题目:
http://acm.swust.edu.cn/#/problem/572/490
题目描述
题目内容来自:https://en.wikipedia.org/w/index.php?title=Boyer%E2%80%93Moore_string-search_algorithm&oldid=280422137
The Boyer–Moore string search algorithm is a particularly efficient string searching algorithm. It was developed by Bob Boyer and J Strother Moore in 1977. The algorithm preprocesses the target string (key) that is being searched for, but not the string being searched (unlike some algorithms which preprocess the string to be searched, and can then amortize the expense of the preprocessing by searching repeatedly). The execution time of the Boyer-Moore algorithm can actually be sub-linear: it doesn’t need to actually check every character of the string to be searched but rather skips over some of them. Generally the algorithm gets faster as the key being searched for becomes longer. Its efficiency derives from the fact that, with each unsuccessful attempt to find a match between the search string and the text it’s searching in, it uses the information gained from that attempt to rule out as many positions of the text as possible where the string could not match.

How the algorithm works

What people frequently find surprising about the Boyer-Moore algorithm when they first encounter it is that its verifications – its attempts to check whether a match exists at a particular position – work backwards. If it starts a search at the beginning of a text for the word “ANPANMAN”, for instance, it checks the eighth position of the text to see if it contains an “N”. If it finds the “N”, it moves to the seventh position to see if that contains the last “A” of the word, and so on until it checks the first position of the text for a “A”. Why Boyer-Moore takes this backward approach is clearer when we consider what happens if the verification fails – for instance, if instead of an “N” in the eighth position, we find an “X”. The “X” doesn’t appear anywhere in “ANPANMAN”, and this means there is no match for the search string at the very start of the text – or at the next seven positions following it, since those would all fall across the “X” as well.
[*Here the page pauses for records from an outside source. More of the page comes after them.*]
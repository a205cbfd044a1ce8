//! The storefront backend as a service trait.
//!
//! [`StorefrontBackend`] lists every REST operation the client uses. The
//! production implementation is [`ApiClient`]; tests script the generated
//! `MockStorefrontBackend` instead.

use async_trait::async_trait;
use mockall::automock;
use serde_json::Value;
use tracing::instrument;

use rahat_core::Money;

use crate::api::{ApiClient, ApiError};
use crate::models::{
    AuthResponse, BlogPost, Coupon, LoginCredentials, NewOrderProduct, OrderProduct, Page,
    Product, ProductCategory, ProfileUpdate, RegisterData, TopUpReceipt, TopUpSubmission, User,
    Wallet, WalletCredit, WalletMovement, WalletTransaction,
};

#[automock]
#[async_trait]
pub trait StorefrontBackend: Send + Sync {
    /// `POST /login`.
    async fn login(&self, credentials: LoginCredentials) -> Result<AuthResponse, ApiError>;

    /// `POST /register`.
    async fn register(&self, data: RegisterData) -> Result<AuthResponse, ApiError>;

    /// `POST /logout`.
    async fn logout(&self) -> Result<(), ApiError>;

    /// `GET /user`.
    async fn current_user(&self) -> Result<User, ApiError>;

    /// `PUT /user/profile`.
    async fn update_profile(&self, patch: ProfileUpdate) -> Result<User, ApiError>;

    /// `POST /email/verify`.
    async fn verify_email(&self) -> Result<(), ApiError>;

    /// `GET /wallet`.
    async fn wallet(&self) -> Result<Wallet, ApiError>;

    /// `GET /wallet/transactions`.
    async fn wallet_transactions(&self) -> Result<Vec<WalletTransaction>, ApiError>;

    /// `POST /wallet/credit`.
    async fn credit_wallet(&self, amount: Money, pm_type: &str)
    -> Result<WalletCredit, ApiError>;

    /// `POST /wallet/debit`.
    async fn debit_wallet(&self, amount: Money, pm_type: &str) -> Result<WalletCredit, ApiError>;

    /// `GET /products`.
    async fn products(&self) -> Result<Vec<Product>, ApiError>;

    /// `GET /products/featured`.
    async fn featured_products(&self) -> Result<Vec<Product>, ApiError>;

    /// `GET /products/{slug}`.
    async fn product(&self, slug: &str) -> Result<Product, ApiError>;

    /// `GET /product-categories`.
    async fn categories(&self) -> Result<Vec<ProductCategory>, ApiError>;

    /// `GET /product-categories/{slug}/products`.
    async fn category_products(&self, slug: &str) -> Result<Vec<Product>, ApiError>;

    /// `GET /order-products`.
    async fn order_products(&self) -> Result<Vec<OrderProduct>, ApiError>;

    /// `POST /order-products`.
    async fn create_order_product(&self, order: NewOrderProduct)
    -> Result<OrderProduct, ApiError>;

    /// `GET /blogs`.
    async fn blog_posts(&self) -> Result<Vec<BlogPost>, ApiError>;

    /// `GET /blogs/{id_or_slug}`.
    async fn blog_post(&self, id_or_slug: &str) -> Result<BlogPost, ApiError>;

    /// `GET /pages`, or `GET /pages?featured=1` when `featured` is set.
    async fn pages(&self, featured: bool) -> Result<Vec<Page>, ApiError>;

    /// `GET /pages/{slug}`.
    async fn page(&self, slug: &str) -> Result<Page, ApiError>;

    /// `POST /coupon/validate`.
    async fn validate_coupon(&self, code: &str) -> Result<Coupon, ApiError>;

    /// `POST /top-ups`.
    async fn create_top_up(&self, submission: TopUpSubmission)
    -> Result<TopUpReceipt, ApiError>;
}

/// Percent-encode one path segment.
fn segment(raw: &str) -> String {
    urlencoding::encode(raw).into_owned()
}

#[async_trait]
impl StorefrontBackend for ApiClient {
    #[instrument(skip(self, credentials))]
    async fn login(&self, credentials: LoginCredentials) -> Result<AuthResponse, ApiError> {
        self.post("/login", &credentials).await
    }

    #[instrument(skip(self, data))]
    async fn register(&self, data: RegisterData) -> Result<AuthResponse, ApiError> {
        self.post("/register", &data).await
    }

    async fn logout(&self) -> Result<(), ApiError> {
        self.post_empty::<Value>("/logout").await.map(drop)
    }

    async fn current_user(&self) -> Result<User, ApiError> {
        self.get("/user").await
    }

    async fn update_profile(&self, patch: ProfileUpdate) -> Result<User, ApiError> {
        self.put("/user/profile", &patch).await
    }

    async fn verify_email(&self) -> Result<(), ApiError> {
        self.post_empty::<Value>("/email/verify").await.map(drop)
    }

    async fn wallet(&self) -> Result<Wallet, ApiError> {
        self.get("/wallet").await
    }

    async fn wallet_transactions(&self) -> Result<Vec<WalletTransaction>, ApiError> {
        self.get("/wallet/transactions").await
    }

    async fn credit_wallet(
        &self,
        amount: Money,
        pm_type: &str,
    ) -> Result<WalletCredit, ApiError> {
        self.post("/wallet/credit", &WalletMovement { amount, pm_type })
            .await
    }

    async fn debit_wallet(&self, amount: Money, pm_type: &str) -> Result<WalletCredit, ApiError> {
        self.post("/wallet/debit", &WalletMovement { amount, pm_type })
            .await
    }

    async fn products(&self) -> Result<Vec<Product>, ApiError> {
        self.get("/products").await
    }

    async fn featured_products(&self) -> Result<Vec<Product>, ApiError> {
        self.get("/products/featured").await
    }

    async fn product(&self, slug: &str) -> Result<Product, ApiError> {
        self.get(&format!("/products/{}", segment(slug))).await
    }

    async fn categories(&self) -> Result<Vec<ProductCategory>, ApiError> {
        self.get("/product-categories").await
    }

    async fn category_products(&self, slug: &str) -> Result<Vec<Product>, ApiError> {
        self.get(&format!("/product-categories/{}/products", segment(slug)))
            .await
    }

    async fn order_products(&self) -> Result<Vec<OrderProduct>, ApiError> {
        self.get("/order-products").await
    }

    async fn create_order_product(
        &self,
        order: NewOrderProduct,
    ) -> Result<OrderProduct, ApiError> {
        self.post("/order-products", &order).await
    }

    async fn blog_posts(&self) -> Result<Vec<BlogPost>, ApiError> {
        self.get("/blogs").await
    }

    async fn blog_post(&self, id_or_slug: &str) -> Result<BlogPost, ApiError> {
        self.get(&format!("/blogs/{}", segment(id_or_slug))).await
    }

    async fn pages(&self, featured: bool) -> Result<Vec<Page>, ApiError> {
        if featured {
            self.get("/pages?featured=1").await
        } else {
            self.get("/pages").await
        }
    }

    async fn page(&self, slug: &str) -> Result<Page, ApiError> {
        self.get(&format!("/pages/{}", segment(slug))).await
    }

    async fn validate_coupon(&self, code: &str) -> Result<Coupon, ApiError> {
        self.post("/coupon/validate", &serde_json::json!({ "code": code }))
            .await
    }

    async fn create_top_up(
        &self,
        submission: TopUpSubmission,
    ) -> Result<TopUpReceipt, ApiError> {
        let receipt: Option<TopUpReceipt> = self.post("/top-ups", &submission).await?;
        Ok(receipt.unwrap_or_default())
    }
}

#[cfg(test)]
mod tests {
    use super::*;

    #[test]
    fn test_segment_encodes_reserved_characters() {
        assert_eq!(segment("pubg-mobile-600-uc"), "pubg-mobile-600-uc");
        assert_eq!(segment("a/b c"), "a%2Fb%20c");
    }
}
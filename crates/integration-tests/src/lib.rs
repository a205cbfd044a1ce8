//! Integration tests for the Rahat Pay storefront client.
//!
//! The tests in `tests/` run the real HTTP client against [`StubServer`], a
//! local backend that answers with scripted JSON and records every request.
//!
//! # Running Tests
//!
//! ```bash
//! cargo test -p rahat-integration-tests
//! ```
//!
//! # Example
//!
//! ```rust,ignore
//! let server = StubServer::start().await;
//! server.on("GET", "/products", StubResponse::data(json!([])));
//!
//! let storefront = Storefront::new(server.config())?;
//! assert!(storefront.catalog().products().await?.is_empty());
//! assert_eq!(server.requests().len(), 1);
//! ```

use std::collections::{BTreeMap, VecDeque};
use std::net::SocketAddr;
use std::sync::{Arc, Mutex, MutexGuard, PoisonError};
use std::time::Duration;

use axum::Router;
use axum::body::Bytes;
use axum::extract::State;
use axum::http::{HeaderMap, Method, StatusCode, Uri, header};
use axum::response::{IntoResponse, Response};
use serde_json::{Value, json};
use tokio::net::TcpListener;
use tokio::task::JoinHandle;

use rahat_storefront::config::StorefrontConfig;

/// A scripted reply.
#[derive(Debug, Clone, PartialEq, Eq)]
pub struct StubResponse {
    pub status: u16,
    pub body: String,
}

impl StubResponse {
    /// `status` with a JSON body.
    #[must_use]
    pub fn json(status: u16, body: &Value) -> Self {
        Self {
            status,
            body: body.to_string(),
        }
    }

    /// 200 with `payload` wrapped in a `data` envelope.
    #[must_use]
    pub fn data(payload: Value) -> Self {
        Self::json(200, &json!({ "data": payload }))
    }

    /// `status` with a Laravel-style `{"message": ...}` error body.
    #[must_use]
    pub fn error(status: u16, message: &str) -> Self {
        Self::json(status, &json!({ "message": message }))
    }

    /// `status` with no body.
    #[must_use]
    pub const fn empty(status: u16) -> Self {
        Self {
            status,
            body: String::new(),
        }
    }
}

/// A request as the stub saw it.
#[derive(Debug, Clone)]
pub struct RecordedRequest {
    pub method: String,
    /// Path including any query string.
    pub path: String,
    /// Header names are lower-cased.
    pub headers: BTreeMap<String, String>,
    pub body: Option<Value>,
}

impl RecordedRequest {
    #[must_use]
    pub fn header(&self, name: &str) -> Option<&str> {
        self.headers.get(&name.to_ascii_lowercase()).map(String::as_str)
    }
}

#[derive(Debug)]
struct Route {
    method: String,
    path: String,
    /// Replies in order; the last one repeats once the rest are used up.
    replies: VecDeque<StubResponse>,
}

#[derive(Debug, Default)]
struct StubState {
    routes: Vec<Route>,
    requests: Vec<RecordedRequest>,
}

/// A local backend with scripted responses.
///
/// Unscripted routes answer 404. The server task is aborted on drop.
#[derive(Debug)]
pub struct StubServer {
    addr: SocketAddr,
    state: Arc<Mutex<StubState>>,
    task: JoinHandle<()>,
}

impl StubServer {
    /// Bind to an ephemeral local port and start serving.
    ///
    /// # Panics
    ///
    /// Panics if no local port can be bound.
    #[allow(clippy::unwrap_used)]
    pub async fn start() -> Self {
        let listener = TcpListener::bind("127.0.0.1:0").await.unwrap();
        let addr = listener.local_addr().unwrap();
        let state = Arc::new(Mutex::new(StubState::default()));

        let app = Router::new()
            .fallback(reply)
            .with_state(Arc::clone(&state));
        let task = tokio::spawn(async move {
            // The task is aborted on drop; a serve error just ends it early.
            let _ = axum::serve(listener, app).await;
        });

        Self { addr, state, task }
    }

    /// Script replies for `method path`. Calling this again for the same
    /// route appends to its queue.
    pub fn on(&self, method: &str, path: &str, reply: StubResponse) -> &Self {
        let mut state = lock(&self.state);
        if let Some(route) = state
            .routes
            .iter_mut()
            .find(|r| r.method == method && r.path == path)
        {
            route.replies.push_back(reply);
        } else {
            state.routes.push(Route {
                method: method.to_string(),
                path: path.to_string(),
                replies: VecDeque::from([reply]),
            });
        }
        self
    }

    /// Base URL of the stub, e.g. `http://127.0.0.1:49152`.
    #[must_use]
    pub fn url(&self) -> String {
        format!("http://{}", self.addr)
    }

    /// A client configuration pointed at the stub with a short retry backoff.
    ///
    /// # Panics
    ///
    /// Panics if the stub URL does not parse, which cannot happen for a
    /// bound socket address.
    #[must_use]
    #[allow(clippy::unwrap_used)]
    pub fn config(&self) -> StorefrontConfig {
        let mut config = StorefrontConfig::new(&self.url()).unwrap();
        config.retry_base_delay = Duration::from_millis(5);
        config.http_timeout = Some(Duration::from_secs(5));
        config
    }

    /// Every request received so far, in arrival order.
    #[must_use]
    pub fn requests(&self) -> Vec<RecordedRequest> {
        lock(&self.state).requests.clone()
    }

    /// Requests received for `method path`.
    #[must_use]
    pub fn requests_to(&self, method: &str, path: &str) -> Vec<RecordedRequest> {
        lock(&self.state)
            .requests
            .iter()
            .filter(|r| r.method == method && r.path == path)
            .cloned()
            .collect()
    }
}

impl Drop for StubServer {
    fn drop(&mut self) {
        self.task.abort();
    }
}

fn lock(state: &Mutex<StubState>) -> MutexGuard<'_, StubState> {
    state.lock().unwrap_or_else(PoisonError::into_inner)
}

/// Fallback handler: record the request and answer with the next scripted
/// reply for its route.
async fn reply(
    State(state): State<Arc<Mutex<StubState>>>,
    method: Method,
    uri: Uri,
    headers: HeaderMap,
    body: Bytes,
) -> Response {
    let method = method.as_str().to_string();
    let path = uri
        .path_and_query()
        .map_or_else(|| uri.path().to_string(), |pq| pq.as_str().to_string());

    let reply = {
        let mut state = lock(&state);
        let reply = state
            .routes
            .iter_mut()
            .find(|r| r.method == method && r.path == path)
            .and_then(|route| {
                if route.replies.len() > 1 {
                    route.replies.pop_front()
                } else {
                    route.replies.front().cloned()
                }
            })
            .unwrap_or_else(|| StubResponse::error(404, "Not Found"));
        state.requests.push(RecordedRequest {
            method,
            path,
            headers: headers
                .iter()
                .filter_map(|(name, value)| {
                    Some((name.as_str().to_string(), value.to_str().ok()?.to_string()))
                })
                .collect(),
            body: serde_json::from_slice(&body).ok(),
        });
        reply
    };

    let status = StatusCode::from_u16(reply.status).unwrap_or(StatusCode::INTERNAL_SERVER_ERROR);
    if reply.body.is_empty() {
        return status.into_response();
    }
    (status, [(header::CONTENT_TYPE, "application/json")], reply.body).into_response()
}

/// Backend-shaped JSON fixtures.
pub mod fixtures {
    use serde_json::{Value, json};

    /// A digital product priced at `price` USD.
    #[must_use]
    pub fn product(id: i64, slug: &str, price: &str) -> Value {
        json!({
            "id": id,
            "en_name": format!("Product {id}"),
            "fa_name": "",
            "price": price,
            "discount": 0,
            "slug": slug,
            "is_featured": 0,
            "is_active": 1,
            "product_category_id": 1
        })
    }

    #[must_use]
    pub fn user(id: i64) -> Value {
        json!({
            "id": id,
            "name": "Alex Karimi",
            "email": "alex@example.com",
            "email_verified": 1,
            "is_admin": 0
        })
    }

    #[must_use]
    pub fn wallet(balance: &str) -> Value {
        json!({ "id": 1, "balance": balance, "is_active": 1, "user_id": 3 })
    }

    /// An order created for `product_id`.
    #[must_use]
    pub fn order(id: i64, product_id: i64, total_price: &str) -> Value {
        json!({
            "id": id,
            "pm_type": "wallet",
            "quantity": 1,
            "total_price": total_price,
            "is_paid": 0,
            "status": "pending",
            "product_id": product_id
        })
    }
}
After checking just one character, we’re able to skip ahead and start looking for a match starting at the ninth position of the text, just after the “X”. This explains why the best-case performance of the algorithm, for a text of length N and a fixed pattern of length M, is N/M: in the best case, only one in M characters needs to be checked. This also explains the somewhat counter-intuitive result that the longer the pattern we are looking for, the faster the algorithm will be usually able to find it. The algorithm precomputes two tables to process the information it obtains in each failed verification: one table calculates how many positions ahead to start the next search based on the identity of the character that caused the match attempt to fail; the other makes a similar calculation based on how many characters were matched successfully before the match attempt failed. (Because these two tables return results indicating how far ahead in the text to “jump”, they are sometimes called “jump tables”, which should not be confused with the more common meaning of jump tables in computer science.)

the first table

The first table is easy to calculate: Start at the last character of the sought string and move towards the first character. Each time you move left, if the character you are on is not in the table already, add it; its Shift value is its distance from the rightmost character. All other characters receive a count equal to the length of the search string.

Example: For the string ANPANMAN, the first table would be as shown (for clarity, entries are shown in the order they would be added to the table):(The N which is supposed to be zero is based on the 2nd N from the right because we only calculate from letters m-1)

The amount of shift calculated by the first table is sometimes called the “bad character shift”[1].

the second table

The second table is slightly more difficult to calculate: for each value of i less than the length of the search string, we must first calculate the pattern consisting of the last i characters of the search string, preceded by a mis-match for the character before it; then we initially line it up with the search pattern and determine the least number of characters the partial pattern must be shifted left before the two patterns match. For instance, for the search string ANPANMAN, the table would be as follows: (N signifies any character that is not N)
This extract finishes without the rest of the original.